I was finding it difficult to catch my breath. I looked over at Dan again, as if he was going to spring to life and save me from this inquisition. It had happened before. When I had needed him, even in this state, he had seemed to come back and take charge once again. But this time, just blankness. If I had been younger, I could have thought of an explanation. If Dan had been well, he could have smoothed this over. But she had seen the paper. She knew.

But then Annabelle said, “I can’t believe that you could cheat on D-daddy,” and I felt a flood of relief wash over me.

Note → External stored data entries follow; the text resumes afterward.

use dotenvy::dotenv;
use escrow_server::{cli::handle_command_line_args, config::ServerConfig, server::run_server};
use log::info;

#[actix_web::main]
async fn main() {
    dotenv().ok();
    env_logger::init();
    handle_command_line_args();
    let config = ServerConfig::from_env_or_default();

    info!("🚀️ Starting server on {}:{}", config.host, config.port);
    match run_server(config).await {
        Ok(_) => println!("Bye!"),
        Err(e) => eprintln!("{e}"),
    }
}
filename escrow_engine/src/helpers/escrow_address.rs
//! Transfer-code and escrow-address generation.
//!
//! Every listing delivered by platform transfer gets a unique short code and a plus-addressed escrow inbox. The
//! recipient address doubles as a routing hint: `escrow+ticketmaster@…` tells the reconciler which parser to try
//! before any content sniffing happens.

use log::warn;
use rand::Rng;
use regex::Regex;

use crate::db_types::{Platform, TransferCode};

const CODE_CHARSET: &[u8] = b"ABCDEFGHIJKLMNOPQRSTUVWXYZ0123456789";
const CODE_SUFFIX_LEN: usize = 7;

/// Generates a fresh transfer code for a listing: the platform's two-letter prefix, a hyphen, then seven random
/// uppercase alphanumerics, e.g. `TM-K4PZ2QA`.
///
/// Codes are not checked for uniqueness here. With 36^7 suffixes per platform, collisions across live listings
/// are vanishingly rare, and the matching step tolerates them by taking the oldest pending listing.
pub fn generate_transfer_code(platform: Platform) -> TransferCode {
    let mut rng = rand::thread_rng();
    let suffix: String =
        (0..CODE_SUFFIX_LEN).map(|_| CODE_CHARSET[rng.gen_range(0..CODE_CHARSET.len())] as char).collect();
    TransferCode(format!("{}-{suffix}", platform.code_prefix()))
}

/// The escrow inbox sellers are told to transfer tickets to, e.g. `escrow+ticketmaster@escrowtickets.com`.
pub fn escrow_email_for(platform: Platform, domain: &str) -> String {
    format!("escrow+{}@{domain}", platform.token().to_lowercase())
}

/// Recovers the platform hint embedded in an escrow recipient address.
///
/// A plus-addressed tag always decides the parser: a tag that does not name a known platform resolves to
/// [`Platform::Other`], so the email is parsed generically rather than by whatever vocabulary its body happens to
/// mention. Only an address with no tag at all returns `None`, leaving content-based detection to decide.
pub fn platform_hint_from_recipient(to: &str) -> Option<Platform> {
    let re = Regex::new(r"(?i)escrow\+([a-z_]+)@").unwrap();
    let tag = re.captures(to)?.get(1)?.as_str();
    let platform = tag.parse::<Platform>().unwrap_or_else(|_| {
        warn!("📨️ Unrecognised platform tag in recipient address {to}. Using the generic parser");
        Platform::Other
    });
    Some(platform)
}
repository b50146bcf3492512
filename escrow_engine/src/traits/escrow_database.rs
use thiserror::Error;

use crate::{
    db_types::{InboundEmail, Listing, NewListing, TransferCode, TransferRecord},
    parsers::ParsedTransfer,
};

/// The storage contract for the transfer-verification pipeline.
///
/// Two invariants are the backend's responsibility:
/// * **One audit record per email.** Every inbound email produces exactly one [`TransferRecord`], whether it
///   verified a listing, matched nothing, or failed to parse.
/// * **Verification is atomic.** [`verify_transfer`](EscrowDatabase::verify_transfer) updates the listing and
///   writes the audit record in a single transaction; a crash can never leave a verified listing without its
///   audit record or vice versa.
#[allow(async_fn_in_trait)]
pub trait EscrowDatabase {
    /// The URL of the database
    fn url(&self) -> &str;

    /// Stores a new listing. The transfer code and escrow email must already be set by the caller.
    async fn insert_listing(&self, listing: NewListing) -> Result<Listing, EscrowDatabaseError>;

    /// Fetches a listing by its internal id.
    async fn fetch_listing(&self, id: i64) -> Result<Option<Listing>, EscrowDatabaseError>;

    /// Finds the listing a transfer code belongs to.
    ///
    /// Only listings still awaiting verification are considered. In the (rare) event that several pending
    /// listings share a code, the oldest one wins, so behaviour stays deterministic.
    async fn fetch_listing_by_transfer_code(
        &self,
        code: &TransferCode,
    ) -> Result<Option<Listing>, EscrowDatabaseError>;

    /// Marks `listing` as verified and writes the matching audit record, in a single atomic transaction.
    ///
    /// The listing's `ticket_details` blob is rebuilt from `parsed`, with fields the parser could not extract
    /// falling back to the listing's existing values. Returns the updated listing and the new audit record.
    async fn verify_transfer(
        &self,
        listing: &Listing,
        email: &InboundEmail,
        parsed: &ParsedTransfer,
    ) -> Result<(Listing, TransferRecord), EscrowDatabaseError>;

    /// Writes an audit record for an email that did *not* verify a listing: no code, no matching listing, or a
    /// parser fault. `parsed` is `None` only in the parser-fault case; `notes` says which outcome applied.
    async fn record_unverified_transfer(
        &self,
        email: &InboundEmail,
        parsed: Option<&ParsedTransfer>,
        code: Option<TransferCode>,
        notes: &str,
    ) -> Result<TransferRecord, EscrowDatabaseError>;

    /// Fetches a single audit record by id.
    async fn fetch_transfer_record(&self, id: i64) -> Result<Option<TransferRecord>, EscrowDatabaseError>;

    /// Fetches audit records, newest first. With `unmatched_only`, restricts to records that did not verify a
    /// listing -- the manual-review queue.
    async fn fetch_transfer_records(&self, unmatched_only: bool) -> Result<Vec<TransferRecord>, EscrowDatabaseError>;

    /// Closes the database connection.
    async fn close(&mut self) -> Result<(), EscrowDatabaseError> {
        Ok(())
    }
}

#[derive(Debug, Error)]
pub enum EscrowDatabaseError {
    #[error("Internal database error: {0}")]
    DatabaseError(String),
    #[error("The requested listing (internal id {0}) does not exist")]
    ListingNotFound(i64),
    #[error("Could not serialize record data. {0}")]
    SerializationError(#[from] serde_json::Error),
}

impl From<sqlx::Error> for EscrowDatabaseError {
    fn from(e: sqlx::Error) -> Self {
        EscrowDatabaseError::DatabaseError(e.to_string())
    }
}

Daughters and granddaughters have a complicated relationship with their mothers and grandmothers. There is a vicious kind of love there, one that I would venture to say, while not as pure and untainted as their love for their fathers and grandfathers, goes deeper. It is the kind of love that ebbs and flows, fights and forgives. It is the kind of love that takes the bullet, recovers in the ICU and lives to tell about it. And I realized right then and there that I had two choices: I could stand in front of the firing squad and take it. Or I could tell the truth. I looked over at my husband, completely indefensible in his current state, and felt that rush of pity come over me.

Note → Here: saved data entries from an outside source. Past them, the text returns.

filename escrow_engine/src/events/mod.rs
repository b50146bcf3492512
mod channel;
mod event_types;
mod hooks;

pub use channel::{EventHandler, EventProducer, Handler};
pub use event_types::*;
pub use hooks::{EventHandlers, EventHooks, EventProducers};
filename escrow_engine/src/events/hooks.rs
use std::{future::Future, pin::Pin, sync::Arc};

use crate::events::{EventHandler, EventProducer, Handler, TransferVerifiedEvent};

#[derive(Default, Clone)]
pub struct EventProducers {
    pub transfer_verified_producer: Vec<EventProducer<TransferVerifiedEvent>>,
}

pub struct EventHandlers {
    pub on_transfer_verified: Option<EventHandler<TransferVerifiedEvent>>,
}

impl EventHandlers {
    pub fn new(buffer_size: usize, hooks: EventHooks) -> Self {
        let on_transfer_verified = hooks.on_transfer_verified.map(|f| EventHandler::new(buffer_size, f));
        Self { on_transfer_verified }
    }

    pub fn producers(&self) -> EventProducers {
        let mut result = EventProducers::default();
        if let Some(handler) = &self.on_transfer_verified {
            result.transfer_verified_producer.push(handler.subscribe());
        }
        result
    }

    pub async fn start_handlers(self) {
        if let Some(handler) = self.on_transfer_verified {
            tokio::spawn(async move {
                handler.start_handler().await;
            });
        }
    }
}

#[derive(Default, Clone)]
pub struct EventHooks {
    pub on_transfer_verified: Option<Handler<TransferVerifiedEvent>>,
}

impl EventHooks {
    pub fn on_transfer_verified<F>(&mut self, f: F) -> &mut Self
    where F: (Fn(TransferVerifiedEvent) -> Pin<Box<dyn Future<Output = ()> + Send>>) + Send + Sync + 'static {
        self.on_transfer_verified = Some(Arc::new(f));
        self
    }
}
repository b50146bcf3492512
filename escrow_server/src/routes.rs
//! Request handler definitions
//!
//! Define each route and its handler here.
//! Handlers that are more than a line or two MUST go into a separate module. Keep this module neat and tidy 🙏
//!
//! Since each worker thread processes its requests sequentially, handlers which block the current thread will
//! cause the current worker to stop processing new requests. Any long, non-cpu-bound operation (I/O, database
//! operations, etc.) must therefore be expressed as futures or asynchronous functions.

use actix_web::{get, guard::GuardContext, http::header, web, HttpRequest, HttpResponse, Responder};
use escrow_engine::{
    db_types::InboundEmail,
    traits::EscrowDatabase,
    TransferFlowApi,
    VerificationOutcome,
};
use log::*;
use serde_json::json;

use actix_multipart::form::MultipartForm;

use crate::{
    config::ServerConfig,
    data_objects::{EmailForm, JsonResponse, ParseRequest, TransferQuery},
    errors::ServerError,
    helpers::get_remote_ip,
    samples::{sample_email, SAMPLE_KINDS},
};

#[get("/health")]
pub async fn health() -> impl Responder {
    trace!("💻️ Received health check request");
    HttpResponse::Ok().body("👍️\n")
}

/// Matches requests the email relay sends as a form upload rather than JSON.
pub fn is_multipart(ctx: &GuardContext) -> bool {
    ctx.head()
        .headers()
        .get(header::CONTENT_TYPE)
        .and_then(|v| v.to_str().ok())
        .map(|v| v.starts_with("multipart/form-data"))
        .unwrap_or(false)
}

/// `GET /email/webhook`. Some relays probe the endpoint before they will deliver to it.
pub async fn email_webhook_info() -> impl Responder {
    HttpResponse::Ok().json(json!({
        "status": "active",
        "accepts": ["application/json", "multipart/form-data"],
    }))
}

/// `POST /email/webhook` with a JSON body.
pub async fn email_webhook<B: EscrowDatabase>(
    req: HttpRequest,
    config: web::Data<ServerConfig>,
    api: web::Data<TransferFlowApi<B>>,
    body: web::Json<InboundEmail>,
) -> Result<HttpResponse, ServerError> {
    let peer = get_remote_ip(&req, config.use_x_forwarded_for, config.use_forwarded);
    debug!("🛍️ JSON webhook delivery from {peer:?}");
    process_email(api.get_ref(), body.into_inner()).await
}

/// `POST /email/webhook` with a multipart form body.
pub async fn email_webhook_form<B: EscrowDatabase>(
    req: HttpRequest,
    config: web::Data<ServerConfig>,
    api: web::Data<TransferFlowApi<B>>,
    MultipartForm(form): MultipartForm<EmailForm>,
) -> Result<HttpResponse, ServerError> {
    let peer = get_remote_ip(&req, config.use_x_forwarded_for, config.use_forwarded);
    debug!("🛍️ Form webhook delivery from {peer:?}");
    process_email(api.get_ref(), form.into()).await
}

/// The shared webhook pipeline. Every outcome short of a backend fault produces a response the relay should not
/// retry: 200 for processed emails (verified or not), 422 when a parser faulted. In all of those cases the audit
/// record has already been written.
async fn process_email<B: EscrowDatabase>(
    api: &TransferFlowApi<B>,
    email: InboundEmail,
) -> Result<HttpResponse, ServerError> {
    email.validate().map_err(ServerError::InvalidRequestBody)?;
    debug!("🛍️ Email received from {} to {}", email.from, email.to);
    let response = match api.process_incoming_email(&email).await? {
        VerificationOutcome::Verified { listing, record } => {
            info!("🛍️ Webhook verified listing {}", listing.id);
            HttpResponse::Ok().json(JsonResponse::verified(&listing, &record))
        },
        VerificationOutcome::NoTransferCode { record } => {
            HttpResponse::Ok().json(JsonResponse::unverified("No transfer code found in email", &record))
        },
        VerificationOutcome::NoMatchingListing { code, record } => HttpResponse::Ok()
            .json(JsonResponse::unverified(format!("No pending listing matches transfer code {code}"), &record)),
        VerificationOutcome::ParseFailed { reason, record } => HttpResponse::UnprocessableEntity().json(json!({
            "success": false,
            "error": "Failed to parse email",
            "details": reason,
            "transferId": record.id,
        })),
    };
    Ok(response)
}

/// `GET /email/parse`. Lists the canned samples the parse endpoint accepts.
pub async fn parse_info() -> impl Responder {
    HttpResponse::Ok().json(json!({ "samples": SAMPLE_KINDS }))
}

/// `POST /email/parse`. Runs the parsing pipeline without touching the database, for operators checking what a
/// given email (or one of the canned samples) extracts.
pub async fn parse_email<B: EscrowDatabase>(
    api: web::Data<TransferFlowApi<B>>,
    body: web::Json<ParseRequest>,
) -> Result<HttpResponse, ServerError> {
    let request = body.into_inner();
    let email = match (request.use_sample, request.email) {
        (Some(kind), _) => sample_email(&kind)
            .ok_or_else(|| ServerError::InvalidRequestBody(format!("Unknown sample email: {kind}")))?,
        (None, Some(email)) => email,
        (None, None) => {
            return Err(ServerError::InvalidRequestBody("Provide either an email or a sample name".to_string()))
        },
    };
    email.validate().map_err(ServerError::InvalidRequestBody)?;
    match api.parse_email(&email, request.platform) {
        Ok(parsed) => {
            Ok(HttpResponse::Ok().json(json!({ "success": true, "platform": parsed.platform, "parsed": parsed })))
        },
        Err(e) => Ok(HttpResponse::UnprocessableEntity().json(json!({
            "success": false,
            "error": "Failed to parse email",
            "details": e.to_string(),
        }))),
    }
}

/// `GET /email/transfers`. The audit trail, newest first; `?unmatched=true` restricts to the manual-review queue.
pub async fn transfer_records<B: EscrowDatabase>(
    api: web::Data<TransferFlowApi<B>>,
    query: web::Query<TransferQuery>,
) -> Result<HttpResponse, ServerError> {
    let records = api.fetch_transfer_records(query.unmatched).await?;
    debug!("💻️ Returning {} transfer records (unmatched only: {})", records.len(), query.unmatched);
    Ok(HttpResponse::Ok().json(records))
}
//! Low-level SQLite interactions.
//!
//! Everything here is a plain function taking a `&mut SqliteConnection`, rather than a method on a stateful
//! struct. Callers obtain a connection from a pool, or open a transaction and pass `&mut *tx`, so any of these
//! calls can be composed atomically without changes.
use std::{env, str::FromStr};

use log::info;
use sqlx::{
    sqlite::{SqliteConnectOptions, SqliteJournalMode, SqlitePoolOptions},
    Error as SqlxError,
    SqlitePool,
};

pub mod listings;
pub mod transfers;

const SQLITE_DB_URL: &str = "sqlite://data/escrow_store.db";

pub fn db_url() -> String {
    let result = env::var("TES_DATABASE_URL").unwrap_or_else(|_| {
        info!("TES_DATABASE_URL is not set. Using the default.");
        SQLITE_DB_URL.to_string()
    });
    info!("Using database URL: {result}");
    result
}

/// Opens a connection pool against `url`.
///
/// The journal mode is pinned to `Delete` rather than sqlx's WAL default. With WAL, a pooled reader can lag one
/// commit behind a writer on another connection, and the audit queries must see every record the reconciler has
/// already committed.
pub async fn new_pool(url: &str, max_connections: u32) -> Result<SqlitePool, SqlxError> {
    let options = SqliteConnectOptions::from_str(url)?.journal_mode(SqliteJournalMode::Delete);
    let pool = SqlitePoolOptions::new().max_connections(max_connections).connect_with(options).await?;
    Ok(pool)
}

/// Applies any outstanding embedded migrations. The server calls this at startup.
pub async fn run_migrations(pool: &SqlitePool) -> Result<(), sqlx::migrate::MigrateError> {
    sqlx::migrate!("./src/sqlite/migrations").run(pool).await
}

And so I made the decision that any wartime wife worth her salt would. “I can’t be sorry for anything that led to the creation of a daughter and a granddaughter so sensational and first in my heart.”

I hadn’t admitted anything, so, in that way, I hadn’t actually lied. But I hadn’t totally told the truth either. But, like I’ve said before and I’ll likely say again, those little white lies are the only things that make any of our families what they are. When the truth would be too large a pill to swallow, a tiny omission of fact here or there keeps the peace like nothing else I know.

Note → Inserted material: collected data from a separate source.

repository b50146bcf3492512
//! Stateless pub-sub plumbing for engine events.
//!
//! Components subscribe to verification events and react to them without any access to engine internals; the
//! event itself is all a handler receives. Handlers may be async.
use std::{
    future::Future,
    pin::Pin,
    sync::{atomic::AtomicI64, Arc},
};

use log::*;
use tokio::sync::mpsc;

pub type Handler<E> = Arc<dyn Fn(E) -> Pin<Box<dyn Future<Output = ()> + Send>> + Send + Sync>;

pub struct EventHandler<E: Send + Sync + 'static> {
    listener: mpsc::Receiver<E>,
    sender: mpsc::Sender<E>,
    handler: Handler<E>,
}

impl<E: Send + Sync + 'static> EventHandler<E> {
    pub fn new(buffer_size: usize, handler: Handler<E>) -> Self {
        let (sender, receiver) = mpsc::channel(buffer_size);
        Self { listener: receiver, sender, handler }
    }

    pub fn subscribe(&self) -> EventProducer<E> {
        EventProducer::new(self.sender.clone())
    }

    pub async fn start_handler(mut self) {
        debug!("📬️ Starting event handler");
        // Drop the internal sender so the loop ends once the last subscriber is dropped
        drop(self.sender);
        let jobs = Arc::new(AtomicI64::new(0));
        while let Some(ev) = self.listener.recv().await {
            trace!("📬️ Handling event");
            let handler = Arc::clone(&self.handler);
            jobs.fetch_add(1, std::sync::atomic::Ordering::SeqCst);
            let job = jobs.clone();
            tokio::spawn(async move {
                (handler)(ev).await;
                job.fetch_sub(1, std::sync::atomic::Ordering::Relaxed);
                trace!("📬️ Event handled");
            });
        }
        match tokio::spawn(async move {
            while jobs.load(std::sync::atomic::Ordering::SeqCst) > 0 {
                debug!("📬️ Waiting for in-flight handlers to complete");
                tokio::time::sleep(tokio::time::Duration::from_millis(1000)).await;
            }
        })
        .await
        {
            Ok(_) => {
                debug!("📬️ Event handler shutting down gracefully");
            },
            Err(e) => {
                warn!("📬️ Event handler shutdown process failed: {e}");
            },
        }
        debug!("📬️ Event handler has shut down");
    }
}

#[derive(Clone)]
pub struct EventProducer<E: Send + Sync> {
    sender: mpsc::Sender<E>,
}

impl<E: Send + Sync> EventProducer<E> {
    pub fn new(sender: mpsc::Sender<E>) -> Self {
        Self { sender }
    }

    pub async fn publish_event(&self, event: E) {
        if let Err(e) = self.sender.send(event).await {
            error!("📬️ Failed to send event: {e}");
        }
    }
}
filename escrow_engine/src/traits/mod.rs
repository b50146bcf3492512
//! Interface contracts for the verification engine's database *backends*.
//!
//! A backend tracks two things: the listings awaiting a transfer confirmation, and the append-only audit trail of
//! every email the reconciler has processed. [`EscrowDatabase`] is the full contract; the SQLite implementation
//! lives in [`crate::sqlite`], and the server's endpoint tests substitute a mock.

mod escrow_database;

pub use escrow_database::{EscrowDatabase, EscrowDatabaseError};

“How could you do that, Lovey? How could you lie like that forever? I mean, does Mom even know?”

“Calm down, love. Your mother is a perfectly happy, grown woman, content in the knowledge that two parents love her unconditionally. And there is no reason for her to ever have to question that.”

She shook her head. “I thought you were better. I have always had you up on such a pedestal, that you were there for D-daddy no matter what, that you had the kind of love story that would go down in the history books. I had you pictured as this steel magnolia who stood by his side faithfully no matter what. But you were no better than anyone else, after all.”

Before the lying and deceitful part, I would say she hit the nail right on the head about what kind of wife I’d been. And then she shocked me again, spinning around toward the door and saying, “You’re no better than Ben.”

And, with that puzzling and horrifying sentence, my girl was gone.